The first glimpse of the Statue of Liberty was an emotional experience remembered for life for the immigrants approaching New York Harbor. Engraved on the base of the Statue of Liberty are the words from Emma Lazarus's poem, "Give me your tired, your poor, your huddled masses yearning to breathe free." The French sculptor, Frederic-Auguste Bartholdi, designed the statue. It was intended as a monument to the freedom found lacking in his own country of France. Bartholdi said, "I will try to glorify the Republic and Liberty over there, in the hope that someday I will find it again here." Bartholdi used his own mother as the model for the statue and devoted 21 years of his life to the making of the monument. Gustave Eiffel, who later designed the Eiffel Tower, designed the frame.

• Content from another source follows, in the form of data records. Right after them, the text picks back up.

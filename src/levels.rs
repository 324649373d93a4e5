//! Level lookup by name

use crate::error::{ModelError, Result};
use crate::host::HostDocument;
use crate::notification::{NotificationCollection, NotificationType};
use crate::tables::Level;

/// Find the first level named exactly `name` (case-sensitive)
pub fn find_level_by_name<D: HostDocument + ?Sized>(doc: &D, name: &str) -> Result<Level> {
    doc.levels()
        .into_iter()
        .find(|level| level.name == name)
        .cloned()
        .ok_or_else(|| ModelError::LevelNotFound(name.to_string()))
}

/// Like [`find_level_by_name`], recording a warning when the name is ambiguous
pub fn resolve_level<D: HostDocument + ?Sized>(
    doc: &D,
    name: &str,
    notifications: &mut NotificationCollection,
) -> Result<Level> {
    let level = find_level_by_name(doc, name)?;
    let matches = doc.levels().iter().filter(|l| l.name == name).count();
    if matches > 1 {
        notifications.notify(
            NotificationType::Warning,
            format!(
                "{matches} levels are named '{name}'; using the first (id {})",
                level.id
            ),
        );
    }
    Ok(level)
}

#[cfg(test)]
mod tests {
    use super::*;
    use crate::document::BimDocument;
    use crate::types::Length;

    fn doc() -> BimDocument {
        let mut doc = BimDocument::new();
        doc.add_level(Level::new("Level 1", Length::ZERO)).unwrap();
        doc.add_level(Level::new("Level 2", Length::from_internal(13.12)))
            .unwrap();
        doc
    }

    #[test]
    fn test_find_existing_level() {
        let level = find_level_by_name(&doc(), "Level 2").unwrap();
        assert_eq!(level.name, "Level 2");
        assert_eq!(level.elevation, Length::from_internal(13.12));
    }

    #[test]
    fn test_lookup_is_case_sensitive() {
        let err = find_level_by_name(&doc(), "level 2").unwrap_err();
        assert!(matches!(err, ModelError::LevelNotFound(ref n) if n == "level 2"));
    }

    #[test]
    fn test_duplicates_resolve_to_first_with_warning() {
        let mut d = doc();
        d.add_level(Level::new("Level 1", Length::from_internal(50.0)))
            .unwrap();
        let mut notes = NotificationCollection::new();
        let level = resolve_level(&d, "Level 1", &mut notes).unwrap();
        assert_eq!(level.elevation, Length::ZERO);
        assert_eq!(notes.of_type(NotificationType::Warning).len(), 1);
    }

    #[test]
    fn test_unique_name_has_no_warning() {
        let mut notes = NotificationCollection::new();
        resolve_level(&doc(), "Level 1", &mut notes).unwrap();
        assert!(notes.is_empty());
    }
}
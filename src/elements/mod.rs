//! Host document elements and traits

use crate::types::ElementId;
use serde::Deserialize;
use std::fmt;

pub mod family_instance;
pub mod parameter;
pub mod wall;

pub use family_instance::{
    FamilyInstance, InstanceFlags, StructuralType, DEFAULT_WINDOW_SILL_HEIGHT,
};
pub use parameter::{BuiltInParameter, ParameterValue, Parameters, StorageType};
pub use wall::{Wall, DEFAULT_UNCONNECTED_HEIGHT};

/// Element category
#[derive(Debug, Clone, Copy, PartialEq, Eq, Hash, Deserialize)]
#[serde(rename_all = "lowercase")]
pub enum Category {
    Wall,
    Door,
    Window,
}

impl fmt::Display for Category {
    fn fmt(&self, f: &mut fmt::Formatter<'_>) -> fmt::Result {
        let name = match self {
            Category::Wall => "Walls",
            Category::Door => "Doors",
            Category::Window => "Windows",
        };
        f.write_str(name)
    }
}

/// Base trait for all document elements
pub trait Element {
    /// Common element data
    fn common(&self) -> &ElementCommon;

    /// Mutable common element data
    fn common_mut(&mut self) -> &mut ElementCommon;

    /// Element category
    fn category(&self) -> Category;

    /// Get the element id
    fn id(&self) -> ElementId {
        self.common().id
    }

    /// Set the element id
    fn set_id(&mut self, id: ElementId) {
        self.common_mut().id = id;
    }

    /// Level the element is associated with
    fn level_id(&self) -> ElementId {
        self.common().level_id
    }
}

/// Common data shared by all elements
#[derive(Debug, Clone, PartialEq, Default)]
pub struct ElementCommon {
    /// Element id
    pub id: ElementId,
    /// Associated level
    pub level_id: ElementId,
    /// Exposed built-in parameters
    pub parameters: Parameters,
}

impl ElementCommon {
    pub fn new() -> Self {
        Self::default()
    }

    /// Create with a specific level
    pub fn on_level(level_id: ElementId) -> Self {
        ElementCommon {
            level_id,
            ..Self::new()
        }
    }
}

/// Enumeration of all element kinds for type-safe storage
#[derive(Debug, Clone, PartialEq)]
pub enum ElementType {
    Wall(Wall),
    FamilyInstance(FamilyInstance),
}

impl ElementType {
    /// Get a reference to the element trait object
    pub fn as_element(&self) -> &dyn Element {
        match self {
            ElementType::Wall(e) => e,
            ElementType::FamilyInstance(e) => e,
        }
    }

    /// Get a mutable reference to the element trait object
    pub fn as_element_mut(&mut self) -> &mut dyn Element {
        match self {
            ElementType::Wall(e) => e,
            ElementType::FamilyInstance(e) => e,
        }
    }

    pub fn as_wall(&self) -> Option<&Wall> {
        match self {
            ElementType::Wall(w) => Some(w),
            _ => None,
        }
    }

    pub fn as_family_instance(&self) -> Option<&FamilyInstance> {
        match self {
            ElementType::FamilyInstance(fi) => Some(fi),
            _ => None,
        }
    }
}
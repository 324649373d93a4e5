//! Level table entry

use super::TableEntry;
use crate::types::{ElementId, Length};

/// A named horizontal datum that walls anchor to
#[derive(Debug, Clone, PartialEq)]
pub struct Level {
    /// Element id
    pub id: ElementId,
    /// Level name
    pub name: String,
    /// Elevation above the project base point
    pub elevation: Length,
}

impl Level {
    /// Create a level at the given elevation; the id is assigned by the document
    pub fn new(name: impl Into<String>, elevation: Length) -> Self {
        Level {
            id: ElementId::INVALID,
            name: name.into(),
            elevation,
        }
    }
}

impl TableEntry for Level {
    fn id(&self) -> ElementId {
        self.id
    }

    fn set_id(&mut self, id: ElementId) {
        self.id = id;
    }

    fn name(&self) -> &str {
        &self.name
    }
}
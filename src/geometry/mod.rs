//! Planar geometry used to lay out the envelope

pub mod footprint;
pub mod line;

pub use footprint::{EdgeSide, Footprint, FOOTPRINT_EDGES, FOOTPRINT_POINTS};
pub use line::Line;
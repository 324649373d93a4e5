//! Property tests for footprint and wall loop construction

mod common;

use bim_envelope::units::{self, Unit};
use bim_envelope::{CreateModelCommand, CreationConfig, EdgeSide, Footprint, HostDocument, Length};
use bim_envelope::config::Dimension;
use common::reference_document;
use proptest::prelude::*;

proptest! {
    #[test]
    fn prop_footprint_is_closed_rectangle(dx in 0.01f64..1000.0, dy in 0.01f64..1000.0) {
        let fp = Footprint::rectangle(Length::from_internal(dx), Length::from_internal(dy));
        let points = fp.points();

        prop_assert_eq!(points.len(), 5);
        prop_assert_eq!(points[0], points[4]);
        prop_assert!(points.iter().all(|p| p.z == 0.0));
        prop_assert!(fp.signed_area() > 0.0);

        let expected = 4.0 * dx * dy;
        prop_assert!((fp.area() - expected).abs() <= 1e-9 * expected.max(1.0));
        prop_assert!((fp.length() - 2.0 * dx).abs() <= 1e-9 * dx.max(1.0));
        prop_assert!((fp.depth() - 2.0 * dy).abs() <= 1e-9 * dy.max(1.0));
    }

    #[test]
    fn prop_edges_join_consecutive_points(dx in 0.01f64..1000.0, dy in 0.01f64..1000.0) {
        let fp = Footprint::rectangle(Length::from_internal(dx), Length::from_internal(dy));
        let points = fp.points();
        for (side, line) in fp.edges() {
            let i = side.index();
            prop_assert_eq!(line.start, points[i]);
            prop_assert_eq!(line.end, points[i + 1]);
        }
    }

    #[test]
    fn prop_front_and_back_span_the_length(dx in 0.01f64..1000.0, dy in 0.01f64..1000.0) {
        let fp = Footprint::rectangle(Length::from_internal(dx), Length::from_internal(dy));
        let tol = 1e-9 * dx.max(dy).max(1.0);
        for side in [EdgeSide::Front, EdgeSide::Back] {
            prop_assert!((fp.edge(side).length() - 2.0 * dx).abs() <= tol);
        }
        for side in [EdgeSide::Right, EdgeSide::Left] {
            prop_assert!((fp.edge(side).length() - 2.0 * dy).abs() <= tol);
        }
    }

    #[test]
    fn prop_millimeters_round_trip(value in -1.0e6f64..1.0e6) {
        let internal = units::to_internal(value, Unit::Millimeters).unwrap();
        let back = units::from_internal(internal, Unit::Millimeters).unwrap();
        prop_assert!((back - value).abs() <= 1e-9 * value.abs().max(1.0));
    }
}

proptest! {
    #![proptest_config(ProptestConfig::with_cases(32))]

    #[test]
    fn prop_walls_are_centered_on_origin(length in 100.0f64..50_000.0, depth in 100.0f64..50_000.0) {
        let mut doc = reference_document();
        let config = CreationConfig {
            length: Dimension::millimeters(length),
            depth: Dimension::millimeters(depth),
            ..CreationConfig::default()
        };
        let report = CreateModelCommand::new(config).run(&mut doc).unwrap();

        let dx = units::to_internal(length, Unit::Millimeters).unwrap().value() / 2.0;
        let dy = units::to_internal(depth, Unit::Millimeters).unwrap().value() / 2.0;
        let front = doc.element(report.walls[EdgeSide::Front]).unwrap().as_wall().unwrap();
        prop_assert!((front.location.start.x + dx).abs() <= 1e-9 * dx);
        prop_assert!((front.location.start.y + dy).abs() <= 1e-9 * dy);
        prop_assert!((front.location.end.x - dx).abs() <= 1e-9 * dx);
        prop_assert_eq!(doc.family_instances().count(), 4);
    }
}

The Statue of Liberty was a gift from the French commemorating the American Revolution. President Grover Cleveland made the statue public on October 28, 1886. Previously, the statue had been a fixture in Paris before it was brought to Bedloe's Island, now known as Liberty Island. In 1986 the statue underwent extensive restoration at a cost of $69.8 million dollars. A new gold torch was added replacing the corroded original (the original is on display in the main lobby). The torch was coated with 24-carat gold leaf. The Statue of Liberty is recognized as a symbol of freedom throughout the world.
When immigrants from Southern Italy came to New York, they found themselves in "dumbbell" apartments. These apartments were so close together that no sunlight ever reached the lower windows or back yards.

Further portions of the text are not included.